◆ HOW TO COMPLETE THIS TASK:
Search the records for the string "Result" and copy every line where it turns up.

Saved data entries
=======
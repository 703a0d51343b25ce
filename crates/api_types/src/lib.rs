use chrono::{DateTime, Utc};
use serde::{Deserialize, Serialize};
use serde_json::Value;

#[derive(Clone, Copy, Debug, PartialEq, Eq, Serialize, Deserialize)]
#[serde(rename_all = "UPPERCASE")]
pub enum Category {
    Salty,
    Sweet,
    Drink,
    Side,
}

/// One value for each category, keyed by the category code.
///
/// Every key is always present in JSON, even when the value is empty.
#[derive(Clone, Debug, Default, PartialEq, Serialize, Deserialize)]
pub struct PerCategory<T> {
    #[serde(rename = "SALTY")]
    pub salty: T,
    #[serde(rename = "SWEET")]
    pub sweet: T,
    #[serde(rename = "DRINK")]
    pub drink: T,
    #[serde(rename = "SIDE")]
    pub side: T,
}

impl<T> From<[T; 4]> for PerCategory<T> {
    /// Values in `SALTY`, `SWEET`, `DRINK`, `SIDE` order.
    fn from([salty, sweet, drink, side]: [T; 4]) -> Self {
        Self {
            salty,
            sweet,
            drink,
            side,
        }
    }
}

/// Success envelope: `{ "success": true, "data": ... }`.
#[derive(Debug, Serialize, Deserialize)]
pub struct DataResponse<T> {
    pub success: bool,
    pub data: T,
}

impl<T> DataResponse<T> {
    pub fn new(data: T) -> Self {
        Self {
            success: true,
            data,
        }
    }
}

#[derive(Debug, Serialize, Deserialize)]
pub struct MessageResponse {
    pub success: bool,
    pub message: String,
}

impl MessageResponse {
    pub fn new(message: impl Into<String>) -> Self {
        Self {
            success: true,
            message: message.into(),
        }
    }
}

#[derive(Debug, Serialize, Deserialize)]
pub struct FieldErrorView {
    pub field: String,
    pub message: String,
}

#[derive(Debug, Serialize, Deserialize)]
pub struct ErrorResponse {
    pub success: bool,
    pub error: String,
    /// Per-field messages, only for validation failures.
    #[serde(default, skip_serializing_if = "Option::is_none")]
    pub details: Option<Vec<FieldErrorView>>,
}

#[derive(Debug, Serialize, Deserialize)]
pub struct Health {
    pub status: String,
    pub timestamp: DateTime<Utc>,
}

pub mod guest {
    use super::*;
    use crate::contribution::ContributionView;

    /// Fields are kept as raw JSON and type checked by validation, so a
    /// missing or mistyped field is reported by name. `null` reads as absent.
    #[derive(Debug, Default, Serialize, Deserialize)]
    #[serde(default, rename_all = "camelCase")]
    pub struct GuestNew {
        pub first_name: Value,
        pub last_name: Value,
        pub comment: Value,
    }

    /// Absent fields are left untouched. An empty `comment` clears it.
    #[derive(Debug, Default, Serialize, Deserialize)]
    #[serde(default, rename_all = "camelCase")]
    pub struct GuestUpdate {
        pub first_name: Value,
        pub last_name: Value,
        pub comment: Value,
    }

    #[derive(Debug, Serialize, Deserialize)]
    #[serde(rename_all = "camelCase")]
    pub struct GuestView {
        pub id: i32,
        pub first_name: String,
        pub last_name: String,
        pub comment: Option<String>,
        pub created_at: DateTime<Utc>,
        pub updated_at: DateTime<Utc>,
    }

    #[derive(Debug, Serialize, Deserialize)]
    #[serde(rename_all = "camelCase")]
    pub struct GuestWithContributions {
        #[serde(flatten)]
        pub guest: GuestView,
        pub contributions: Vec<ContributionView>,
    }

    #[derive(Debug, Serialize, Deserialize)]
    pub struct GuestList {
        pub success: bool,
        pub data: Vec<GuestWithContributions>,
        pub total: usize,
    }
}

pub mod contribution {
    use super::*;

    /// Raw JSON like [`crate::guest::GuestNew`]. `guestId` and `servings`
    /// must be whole numbers.
    #[derive(Debug, Default, Serialize, Deserialize)]
    #[serde(default, rename_all = "camelCase")]
    pub struct ContributionNew {
        pub guest_id: Value,
        pub category: Value,
        pub description: Value,
        pub servings: Value,
    }

    /// The owning guest cannot be changed.
    #[derive(Debug, Default, Serialize, Deserialize)]
    #[serde(default, rename_all = "camelCase")]
    pub struct ContributionUpdate {
        pub category: Value,
        pub description: Value,
        pub servings: Value,
    }

    #[derive(Debug, Serialize, Deserialize)]
    #[serde(rename_all = "camelCase")]
    pub struct ContributionView {
        pub id: i32,
        pub guest_id: i32,
        pub category: Category,
        pub description: String,
        pub servings: i32,
        pub created_at: DateTime<Utc>,
        pub updated_at: DateTime<Utc>,
    }

    #[derive(Debug, Serialize, Deserialize)]
    #[serde(rename_all = "camelCase")]
    pub struct GuestSummaryView {
        pub id: i32,
        pub first_name: String,
        pub last_name: String,
    }

    #[derive(Debug, Serialize, Deserialize)]
    #[serde(rename_all = "camelCase")]
    pub struct ContributionWithGuest {
        #[serde(flatten)]
        pub contribution: ContributionView,
        pub guest: Option<GuestSummaryView>,
    }

    #[derive(Clone, Copy, Debug, Default, PartialEq, Eq, Serialize, Deserialize)]
    pub struct CategoryStats {
        pub count: u64,
        pub servings: i64,
    }

    #[derive(Debug, Serialize, Deserialize)]
    #[serde(rename_all = "camelCase")]
    pub struct ContributionStats {
        pub total_contributions: u64,
        pub total_servings: i64,
        pub by_category: PerCategory<CategoryStats>,
    }

    #[derive(Debug, Serialize, Deserialize)]
    pub struct ContributionListResponse {
        pub success: bool,
        pub data: PerCategory<Vec<ContributionWithGuest>>,
        pub stats: ContributionStats,
    }

    #[derive(Debug, Default, Serialize, Deserialize)]
    pub struct ContributionQuery {
        /// Category code. Unknown codes are ignored.
        pub category: Option<String>,
    }
}

pub mod stats {
    use super::*;
    use crate::contribution::CategoryStats;

    #[derive(Clone, Copy, Debug, PartialEq, Eq, Serialize, Deserialize)]
    #[serde(rename_all = "lowercase")]
    pub enum AlertKind {
        Warning,
        Info,
    }

    #[derive(Debug, Serialize, Deserialize)]
    pub struct AlertView {
        #[serde(rename = "type")]
        pub kind: AlertKind,
        pub message: String,
    }

    #[derive(Debug, Serialize, Deserialize)]
    #[serde(rename_all = "camelCase")]
    pub struct Statistic {
        pub guests_count: u64,
        pub contributions_count: u64,
        pub total_servings: i64,
        /// Rounded to one decimal.
        pub servings_per_guest: f64,
        pub category_coverage: PerCategory<bool>,
        pub by_category: PerCategory<CategoryStats>,
        /// In raise order: missing categories first.
        pub alerts: Vec<AlertView>,
    }
}

#[cfg(test)]
mod tests {
    use super::*;

    #[test]
    fn per_category_keeps_every_code() {
        let grouped: PerCategory<Vec<u8>> = [vec![1], vec![], vec![], vec![2, 3]].into();
        let json = serde_json::to_value(&grouped).unwrap();
        assert_eq!(
            json,
            serde_json::json!({"SALTY": [1], "SWEET": [], "DRINK": [], "SIDE": [2, 3]})
        );
    }

    #[test]
    fn guest_view_is_camel_case_and_flattened() {
        let at = DateTime::parse_from_rfc3339("2026-02-01T12:00:00Z")
            .unwrap()
            .with_timezone(&Utc);
        let view = guest::GuestWithContributions {
            guest: guest::GuestView {
                id: 1,
                first_name: "Pierre".to_string(),
                last_name: "Lefebvre".to_string(),
                comment: None,
                created_at: at,
                updated_at: at,
            },
            contributions: vec![],
        };
        let json = serde_json::to_value(&view).unwrap();
        assert_eq!(json["firstName"], "Pierre");
        assert_eq!(json["lastName"], "Lefebvre");
        assert!(json["comment"].is_null());
        assert!(json["createdAt"].is_string());
        assert_eq!(json["contributions"], serde_json::json!([]));
    }

    #[test]
    fn alert_kind_is_serialized_as_type() {
        let alert = stats::AlertView {
            kind: stats::AlertKind::Info,
            message: "x".to_string(),
        };
        assert_eq!(
            serde_json::to_value(&alert).unwrap(),
            serde_json::json!({"type": "info", "message": "x"})
        );
    }

    #[test]
    fn error_details_are_omitted_when_absent() {
        let body = ErrorResponse {
            success: false,
            error: "Invité non trouvé".to_string(),
            details: None,
        };
        assert_eq!(
            serde_json::to_value(&body).unwrap(),
            serde_json::json!({"success": false, "error": "Invité non trouvé"})
        );
    }

    #[test]
    fn contribution_new_reads_camel_case() {
        let new: contribution::ContributionNew = serde_json::from_str(
            r#"{"guestId": 3, "category": "DRINK", "description": "Cidre", "servings": 6}"#,
        )
        .unwrap();
        assert_eq!(new.guest_id, 3);
        assert_eq!(new.category, "DRINK");
        assert_eq!(new.servings, 6);
    }

    #[test]
    fn bodies_keep_mistyped_fields() {
        let new: contribution::ContributionNew =
            serde_json::from_str(r#"{"servings": "5", "description": null}"#).unwrap();
        assert_eq!(new.servings, "5");
        assert!(new.description.is_null());
        assert!(new.guest_id.is_null());

        let update: guest::GuestUpdate = serde_json::from_str(r#"{"firstName": 12}"#).unwrap();
        assert_eq!(update.first_name, 12);
        assert!(update.comment.is_null());
    }
}
//! Settings for the service, read from `settings.toml` and `REPAS__*`
//! environment variables.
//!
//! ```toml
//! [app]
//! level = "debug"
//!
//! [server]
//! bind = "0.0.0.0"
//! port = 3001
//! database = { sqlite = "./data/repas.db" }
//! cors_origin = "http://localhost:5173"
//!
//! [alerts]
//! min_servings_per_guest = 2.0
//! crowd_size = 15
//! ```
use config::{Config, ConfigBuilder, ConfigError, Environment, File, builder::DefaultState};
use engine::AlertThresholds;
use serde::Deserialize;

const DEFAULT_SETTINGS_PATH: &str = "settings.toml";
const SETTINGS_PATH_ENV: &str = "REPAS_SETTINGS";

#[derive(Debug, Clone, PartialEq, Eq, Deserialize)]
#[serde(rename_all = "lowercase")]
pub enum Database {
    Memory,
    Sqlite(String),
}

#[derive(Debug, Deserialize)]
#[serde(default)]
pub struct App {
    pub level: String,
}

impl Default for App {
    fn default() -> Self {
        Self {
            level: "info".to_string(),
        }
    }
}

#[derive(Debug, Deserialize)]
#[serde(default)]
pub struct Server {
    pub bind: String,
    pub port: u16,
    pub database: Database,
    /// Browser origin allowed to call the API.
    pub cors_origin: String,
}

impl Default for Server {
    fn default() -> Self {
        Self {
            bind: "127.0.0.1".to_string(),
            port: 3001,
            database: Database::Sqlite("./data/repas.db".to_string()),
            cors_origin: server::DEFAULT_ORIGIN.to_string(),
        }
    }
}

#[derive(Debug, Deserialize)]
#[serde(default)]
pub struct Alerts {
    pub min_servings_per_guest: f64,
    pub crowd_size: u64,
}

impl Default for Alerts {
    fn default() -> Self {
        let thresholds = AlertThresholds::default();
        Self {
            min_servings_per_guest: thresholds.min_servings_per_guest,
            crowd_size: thresholds.crowd_size,
        }
    }
}

impl From<&Alerts> for AlertThresholds {
    fn from(alerts: &Alerts) -> Self {
        Self {
            min_servings_per_guest: alerts.min_servings_per_guest,
            crowd_size: alerts.crowd_size,
        }
    }
}

#[derive(Debug, Default, Deserialize)]
#[serde(default)]
pub struct Settings {
    pub app: App,
    pub server: Server,
    pub alerts: Alerts,
}

impl Settings {
    pub fn new() -> Result<Self, ConfigError> {
        let path =
            std::env::var(SETTINGS_PATH_ENV).unwrap_or_else(|_| DEFAULT_SETTINGS_PATH.to_string());

        Self::from_builder(
            Config::builder()
                .add_source(File::with_name(&path).required(false))
                .add_source(
                    Environment::with_prefix("REPAS")
                        .separator("__")
                        .try_parsing(true),
                ),
        )
    }

    fn from_builder(builder: ConfigBuilder<DefaultState>) -> Result<Self, ConfigError> {
        builder.build()?.try_deserialize()
    }
}

#[cfg(test)]
mod tests {
    use config::FileFormat;

    use super::*;

    fn from_toml(toml: &str) -> Settings {
        Settings::from_builder(Config::builder().add_source(File::from_str(toml, FileFormat::Toml)))
            .unwrap()
    }

    #[test]
    fn defaults_when_nothing_is_set() {
        let settings = from_toml("");
        assert_eq!(settings.app.level, "info");
        assert_eq!(settings.server.bind, "127.0.0.1");
        assert_eq!(settings.server.port, 3001);
        assert_eq!(
            settings.server.database,
            Database::Sqlite("./data/repas.db".to_string())
        );
        assert_eq!(settings.server.cors_origin, "http://localhost:5173");
        assert_eq!(
            AlertThresholds::from(&settings.alerts),
            AlertThresholds::default()
        );
    }

    #[test]
    fn reads_every_section() {
        let settings = from_toml(
            r#"
            [app]
            level = "debug"

            [server]
            port = 8080
            database = "memory"
            cors_origin = "https://repas.example"

            [alerts]
            min_servings_per_guest = 3.5
            crowd_size = 30
            "#,
        );
        assert_eq!(settings.app.level, "debug");
        assert_eq!(settings.server.bind, "127.0.0.1");
        assert_eq!(settings.server.port, 8080);
        assert_eq!(settings.server.database, Database::Memory);
        assert_eq!(settings.server.cors_origin, "https://repas.example");

        let thresholds = AlertThresholds::from(&settings.alerts);
        assert_eq!(thresholds.min_servings_per_guest, 3.5);
        assert_eq!(thresholds.crowd_size, 30);
    }

    #[test]
    fn sqlite_path() {
        let settings = from_toml(
            r#"
            [server]
            database = { sqlite = "/var/lib/repas/repas.db" }
            "#,
        );
        assert_eq!(
            settings.server.database,
            Database::Sqlite("/var/lib/repas/repas.db".to_string())
        );
    }
}
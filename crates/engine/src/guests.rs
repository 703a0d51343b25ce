//! The module contains `Guest` struct and its storage entity.

use chrono::{DateTime, Utc};
use sea_orm::entity::prelude::*;

use crate::Contribution;

/// A person who answered the RSVP.
#[derive(Clone, Debug, PartialEq)]
pub struct Guest {
    pub id: i32,
    pub first_name: String,
    pub last_name: String,
    /// Free text, usually allergies or diet.
    pub comment: Option<String>,
    pub created_at: DateTime<Utc>,
    pub updated_at: DateTime<Utc>,
}

/// Just enough to tell who brings a contribution.
#[derive(Clone, Debug, PartialEq, Eq)]
pub struct GuestSummary {
    pub id: i32,
    pub first_name: String,
    pub last_name: String,
}

/// A guest along with everything they pledged.
#[derive(Clone, Debug, PartialEq)]
pub struct GuestWithContributions {
    pub guest: Guest,
    pub contributions: Vec<Contribution>,
}

#[derive(Clone, Debug, PartialEq, Eq, DeriveEntityModel)]
#[sea_orm(table_name = "guests")]
pub struct Model {
    #[sea_orm(primary_key)]
    pub id: i32,
    pub first_name: String,
    pub last_name: String,
    #[sea_orm(column_type = "Text", nullable)]
    pub comment: Option<String>,
    pub created_at: DateTimeUtc,
    pub updated_at: DateTimeUtc,
}

#[derive(Copy, Clone, Debug, EnumIter, DeriveRelation)]
pub enum Relation {
    #[sea_orm(has_many = "super::contributions::Entity")]
    Contributions,
}

impl Related<super::contributions::Entity> for Entity {
    fn to() -> RelationDef {
        Relation::Contributions.def()
    }
}

impl ActiveModelBehavior for ActiveModel {}

impl From<Model> for Guest {
    fn from(model: Model) -> Self {
        Self {
            id: model.id,
            first_name: model.first_name,
            last_name: model.last_name,
            comment: model.comment,
            created_at: model.created_at,
            updated_at: model.updated_at,
        }
    }
}

impl From<&Model> for GuestSummary {
    fn from(model: &Model) -> Self {
        Self {
            id: model.id,
            first_name: model.first_name.clone(),
            last_name: model.last_name.clone(),
        }
    }
}
//! Contributions table.
//!
//! Every contribution belongs to a guest and is removed together with it.

use sea_orm_migration::prelude::*;

use crate::m20260201_000001_guests::Guests;

#[derive(DeriveMigrationName)]
pub struct Migration;

#[derive(Iden)]
enum Contributions {
    Table,
    Id,
    GuestId,
    Category,
    Description,
    Servings,
    CreatedAt,
    UpdatedAt,
}

#[async_trait::async_trait]
impl MigrationTrait for Migration {
    async fn up(&self, manager: &SchemaManager) -> Result<(), DbErr> {
        manager
            .create_table(
                Table::create()
                    .table(Contributions::Table)
                    .if_not_exists()
                    .col(
                        ColumnDef::new(Contributions::Id)
                            .integer()
                            .not_null()
                            .auto_increment()
                            .primary_key(),
                    )
                    .col(ColumnDef::new(Contributions::GuestId).integer().not_null())
                    .col(
                        ColumnDef::new(Contributions::Category)
                            .string_len(16)
                            .not_null()
                            .check(Expr::col(Contributions::Category).is_in([
                                "SALTY", "SWEET", "DRINK", "SIDE",
                            ])),
                    )
                    .col(ColumnDef::new(Contributions::Description).string().not_null())
                    .col(
                        ColumnDef::new(Contributions::Servings)
                            .integer()
                            .not_null()
                            .check(Expr::col(Contributions::Servings).between(1, 50)),
                    )
                    .col(
                        ColumnDef::new(Contributions::CreatedAt)
                            .timestamp_with_time_zone()
                            .not_null(),
                    )
                    .col(
                        ColumnDef::new(Contributions::UpdatedAt)
                            .timestamp_with_time_zone()
                            .not_null(),
                    )
                    .foreign_key(
                        ForeignKey::create()
                            .name("fk-contributions-guest_id")
                            .from(Contributions::Table, Contributions::GuestId)
                            .to(Guests::Table, Guests::Id)
                            .on_delete(ForeignKeyAction::Cascade)
                            .on_update(ForeignKeyAction::Cascade),
                    )
                    .to_owned(),
            )
            .await?;

        manager
            .create_index(
                Index::create()
                    .name("idx-contributions-guest_id")
                    .table(Contributions::Table)
                    .col(Contributions::GuestId)
                    .if_not_exists()
                    .to_owned(),
            )
            .await?;

        manager
            .create_index(
                Index::create()
                    .name("idx-contributions-category")
                    .table(Contributions::Table)
                    .col(Contributions::Category)
                    .if_not_exists()
                    .to_owned(),
            )
            .await
    }

    async fn down(&self, manager: &SchemaManager) -> Result<(), DbErr> {
        manager
            .drop_table(Table::drop().table(Contributions::Table).to_owned())
            .await
    }
}
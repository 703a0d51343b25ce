use axum::{
    Router, middleware,
    routing::{get, put},
};

use std::sync::Arc;

use crate::{
    contributions,
    cors::{CorsOrigin, cors},
    guests, health, statistics,
};
use engine::Engine;

#[derive(Clone)]
pub struct ServerState {
    pub engine: Arc<Engine>,
}

/// Every route under `/api`, bound to `engine`, open to `origin`.
pub fn router(engine: Engine, origin: CorsOrigin) -> Router {
    let state = ServerState {
        engine: Arc::new(engine),
    };

    Router::new()
        .route("/api/health", get(health::get))
        .route("/api/guests", get(guests::list).post(guests::create))
        .route(
            "/api/guests/{id}",
            put(guests::update).delete(guests::remove),
        )
        .route(
            "/api/contributions",
            get(contributions::list).post(contributions::create),
        )
        .route(
            "/api/contributions/{id}",
            put(contributions::update).delete(contributions::remove),
        )
        .route("/api/stats", get(statistics::get_stats))
        .with_state(state)
        .layer(middleware::from_fn_with_state(origin, cors))
}

pub async fn run_with_listener(
    engine: Engine,
    origin: CorsOrigin,
    listener: tokio::net::TcpListener,
) -> Result<(), std::io::Error> {
    let addr = listener.local_addr()?;
    tracing::info!("Server listening on {}, allowing {:?}", addr, origin);

    axum::serve(listener, router(engine, origin)).await
}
=======
◆ REPLY:
    pub fn new() -> Result<Self, ConfigError> {
    fn from_builder(builder: ConfigBuilder<DefaultState>) -> Result<Self, ConfigError> {
    async fn up(&self, manager: &SchemaManager) -> Result<(), DbErr> {
    async fn down(&self, manager: &SchemaManager) -> Result<(), DbErr> {
) -> Result<(), std::io::Error> {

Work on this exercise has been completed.